From an ABC news article: "According to the Organ Procurement and Transplantation Network, 15,771 people are currently waiting for a liver in the United States. Last year, 1,481 people died waiting for a donor liver, almost all of which come from the recently deceased. The national average waiting time for a transplant is about a year, but it can average as little as a few months at some centers, organ experts said."

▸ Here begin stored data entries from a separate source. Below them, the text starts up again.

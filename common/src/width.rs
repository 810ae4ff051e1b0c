//! 文字幅の変換と表示幅
//!
//! - 全角→半角変換（U+3000 と U+FF01〜U+FF5E）
//! - 東アジア幅（W/F）を2桁とする表示幅の計算と空白埋め

use unicode_width::UnicodeWidthChar;

/// 全角英数・記号と全角空白を半角に変換する
///
/// 対象外の文字はそのまま残すため、何度適用しても結果は変わらない。
pub fn half_width(text: &str) -> String {
    text.chars()
        .map(|c| match c as u32 {
            0x3000 => ' ',
            code @ 0xFF01..=0xFF5E => char::from_u32(code - 0xFEE0).unwrap_or(c),
            _ => c,
        })
        .collect()
}

/// 1文字の表示幅（全角・ワイド文字は2、それ以外は1）
fn char_columns(c: char) -> usize {
    match c.width() {
        Some(2) => 2,
        _ => 1,
    }
}

/// 文字列の表示幅
pub fn visual_width(text: &str) -> usize {
    text.chars().map(char_columns).sum()
}

/// 表示幅が `target_width` に達するまで末尾に半角空白を足す
///
/// すでに幅が足りている場合は切り詰めずにそのまま返す。
pub fn pad(text: &str, target_width: usize) -> String {
    let width = visual_width(text);
    let mut padded = String::with_capacity(text.len() + target_width.saturating_sub(width));
    padded.push_str(text);
    for _ in width..target_width {
        padded.push(' ');
    }
    padded
}

#[cfg(test)]
mod tests {
    use super::*;

    #[test]
    fn test_half_width_digits_and_letters() {
        assert_eq!(half_width("中正路１２３號"), "中正路123號");
        assert_eq!(half_width("ＡＢｃ－１"), "ABc-1");
        assert_eq!(half_width("，"), ",");
    }

    #[test]
    fn test_half_width_ideographic_space() {
        assert_eq!(half_width("中壢區　中正路"), "中壢區 中正路");
    }

    #[test]
    fn test_half_width_boundaries() {
        // U+FF01（！）とU+FF5E（～）は範囲内、U+FF5F は範囲外
        assert_eq!(half_width("\u{FF01}\u{FF5E}\u{FF5F}"), "!~\u{FF5F}");
        assert_eq!(half_width(""), "");
    }

    #[test]
    fn test_half_width_is_idempotent() {
        let samples = ["桃園市中壢區中正路１段０７６號", "ｆｏｏ　ｂａｒ", "plain", ""];
        for s in samples {
            let once = half_width(s);
            assert_eq!(half_width(&once), once);
        }
    }

    #[test]
    fn test_visual_width() {
        assert_eq!(visual_width("abc"), 3);
        assert_eq!(visual_width("中正路"), 6);
        assert_eq!(visual_width("中正路76號"), 10);
        assert_eq!(visual_width("１"), 2);
    }

    #[test]
    fn test_pad() {
        assert_eq!(pad("ab", 5), "ab   ");
        assert_eq!(pad("中正", 6), "中正  ");
        assert_eq!(visual_width(&pad("中壢區中正路76號", 50)), 50);
    }

    #[test]
    fn test_pad_no_truncation() {
        assert_eq!(pad("中正路76號", 4), "中正路76號");
        assert_eq!(pad("abcd", 4), "abcd");
    }
}
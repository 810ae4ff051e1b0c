//! 問い合わせ後の住所組み立てと整形
//!
//! - 完整地址 = 市名 + 問い合わせ結果 + 後綴（結果が市名で始まる場合は市名を重ねない）
//! - 短縮住所 = 完整地址から「里」〜「鄰」を除去（例外里を除く）して整形
//! - 結果がない場合は元の住所に「里」があればそれを使う

use crate::exception::{remove_neighborhood, ExceptionRules};
use crate::rules::{apply_rules, short_address_rules, COMMA, HAS_NEIGHBORHOOD_CODE};
use crate::splitter::SimplifiedAddress;
use crate::types::{AddressRecord, FullAddress, RowOutcome, CITY_NAME, QUERY_FAILED};
use crate::width::half_width;

/// 村里の標示
const VILLAGE_MARKER: char = '里';

fn with_city_prefix(city: &str, address: &str) -> String {
    if address.starts_with(city) {
        address.to_string()
    } else {
        format!("{}{}", city, address)
    }
}

/// 問い合わせ結果と後綴から完整地址を組み立てる
pub fn assemble_full_address(city: &str, result: &str, suffix: &str) -> String {
    let full = format!("{}{}", with_city_prefix(city, result), suffix);
    COMMA.apply(&half_width(&full))
}

/// 書き込み用に短縮住所を整形する
pub fn format_short_address(address: &str) -> String {
    apply_rules(&short_address_rules(), &half_width(address))
        .trim()
        .to_string()
}

/// 結果がない場合の代替住所
///
/// 元の住所に「里」があれば市名を付けて返し、なければ「查詢失敗」。
pub fn fallback(original: &str) -> String {
    fallback_for_city(CITY_NAME, original)
}

fn fallback_for_city(city: &str, original: &str) -> String {
    if original.contains(VILLAGE_MARKER) {
        with_city_prefix(city, original)
    } else {
        QUERY_FAILED.to_string()
    }
}

/// 例外里を考慮した代替住所
///
/// 例外里の住所は鄰番号がなければ使えないため「查詢失敗」とする。
pub fn fallback_with_exceptions(original: &str, rules: &ExceptionRules) -> String {
    fallback_with_exceptions_for_city(CITY_NAME, original, rules)
}

fn fallback_with_exceptions_for_city(city: &str, original: &str, rules: &ExceptionRules) -> String {
    if original.contains(VILLAGE_MARKER)
        && rules.matches(original).is_some()
        && !HAS_NEIGHBORHOOD_CODE.is_match(&half_width(original))
    {
        return QUERY_FAILED.to_string();
    }
    fallback_for_city(city, original)
}

/// 1行分の結果を組み立てる
///
/// * `address` - 簡略化済みの住所（空入力の場合は `None`）
/// * `outcome` - 問い合わせの結果
pub fn resolve_row(
    address: Option<&SimplifiedAddress>,
    raw: &str,
    outcome: RowOutcome,
    rules: &ExceptionRules,
    city: &str,
) -> AddressRecord {
    let (full_address, short) = match (outcome, address) {
        (RowOutcome::Blank, _) | (_, None) => (FullAddress::Blank, String::new()),
        (RowOutcome::Found(result), Some(address)) => {
            let full = assemble_full_address(city, &result, &address.suffix);
            let short = remove_neighborhood(&full, rules);
            (FullAddress::Resolved(full), short)
        }
        (RowOutcome::NotFound, Some(address)) => (
            FullAddress::NotFound,
            fallback_with_exceptions_for_city(city, &address.original, rules),
        ),
        (RowOutcome::Failed, Some(_)) => (
            FullAddress::Failed,
            fallback_with_exceptions_for_city(city, raw, rules),
        ),
    };

    AddressRecord {
        full_address,
        short_address: format_short_address(&short),
    }
}

/// 空欄とみなす入力か
pub fn is_blank_input(raw: &str) -> bool {
    let trimmed = raw.trim();
    trimmed.is_empty() || trimmed == "nan"
}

The experts also recommend that a person should join as many donor lists as possible. How this works is there are many concentric circles of donor lists across the country. You join a list at the local level and it draws you through the regional one and the national one. Every circle offers you a chance for an organ but if you live in the local area where one becomes available you have a better chance. The problem is most health care services only cover the medical examinations that get you one list. So it's only the super-rich like Jobs who can afford the costly medical examinations to get you onto multiple local and regional lists around the country.

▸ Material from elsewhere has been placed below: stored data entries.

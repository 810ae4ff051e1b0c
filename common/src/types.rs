//! 問い合わせ結果と書き込み用レコードの型定義

use serde::{Deserialize, Serialize};

/// 市名
pub const CITY_NAME: &str = "桃園市";

/// 問い合わせ失敗の表記
pub const QUERY_FAILED: &str = "查詢失敗";

/// 該当なしの表記
pub const NO_RESULT: &str = "查無結果";

/// 外部問い合わせの結果
#[derive(Debug, Clone, PartialEq, Eq, Serialize, Deserialize)]
pub enum LookupOutcome {
    /// 一致した正規住所（市名なし）
    Found(String),
    /// 該当なし
    NotFound,
    /// 待ち時間内に応答がなかった（該当なし扱い）
    TimedOut,
}

/// 1行分の処理結果の種類
#[derive(Debug, Clone, PartialEq, Eq)]
pub enum RowOutcome {
    /// 入力が空
    Blank,
    /// 問い合わせ結果あり
    Found(String),
    /// 該当なし
    NotFound,
    /// 問い合わせ中のエラー
    Failed,
}

impl From<LookupOutcome> for RowOutcome {
    fn from(outcome: LookupOutcome) -> Self {
        match outcome {
            LookupOutcome::Found(result) => RowOutcome::Found(result),
            LookupOutcome::NotFound | LookupOutcome::TimedOut => RowOutcome::NotFound,
        }
    }
}

/// 完全住所欄の値
#[derive(Debug, Clone, PartialEq, Eq, Serialize, Deserialize)]
pub enum FullAddress {
    Blank,
    Resolved(String),
    NotFound,
    Failed,
}

impl std::fmt::Display for FullAddress {
    fn fmt(&self, f: &mut std::fmt::Formatter<'_>) -> std::fmt::Result {
        match self {
            FullAddress::Blank => Ok(()),
            FullAddress::Resolved(address) => write!(f, "{}", address),
            FullAddress::NotFound => write!(f, "{}", NO_RESULT),
            FullAddress::Failed => write!(f, "{}", QUERY_FAILED),
        }
    }
}

/// スプレッドシートに書き込む1行分の結果
#[derive(Debug, Clone, PartialEq, Eq, Serialize, Deserialize)]
pub struct AddressRecord {
    /// C欄: 完整地址
    pub full_address: FullAddress,
    /// D欄: 不含鄰的地址（整形済み）
    pub short_address: String,
}

#[cfg(test)]
mod tests {
    use super::*;

    #[test]
    fn test_full_address_display() {
        assert_eq!(FullAddress::Blank.to_string(), "");
        assert_eq!(FullAddress::NotFound.to_string(), "查無結果");
        assert_eq!(FullAddress::Failed.to_string(), "查詢失敗");
        assert_eq!(
            FullAddress::Resolved("桃園市中壢區中正路76號".into()).to_string(),
            "桃園市中壢區中正路76號"
        );
    }

    #[test]
    fn test_row_outcome_from_lookup() {
        assert_eq!(
            RowOutcome::from(LookupOutcome::Found("中壢區".into())),
            RowOutcome::Found("中壢區".into())
        );
        assert_eq!(RowOutcome::from(LookupOutcome::NotFound), RowOutcome::NotFound);
        assert_eq!(RowOutcome::from(LookupOutcome::TimedOut), RowOutcome::NotFound);
    }
}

Where should ethical lines be drawn in cases like this? Should Jobs not have been able to make the best use of his resources to guarantee his survival? In that case wouldn't the entire system require an overhaul where it is only need based and not geographical? I think it is a hazy representation of why the health care debate is so difficult. But even under a universal health care system the wealthy and capable will still be able to pay for the best and fastest treatment. Should the organ donor system exist outside this realm where it is universal to everyone? It's not about the level of care you get, it's about surviving based on availabilities.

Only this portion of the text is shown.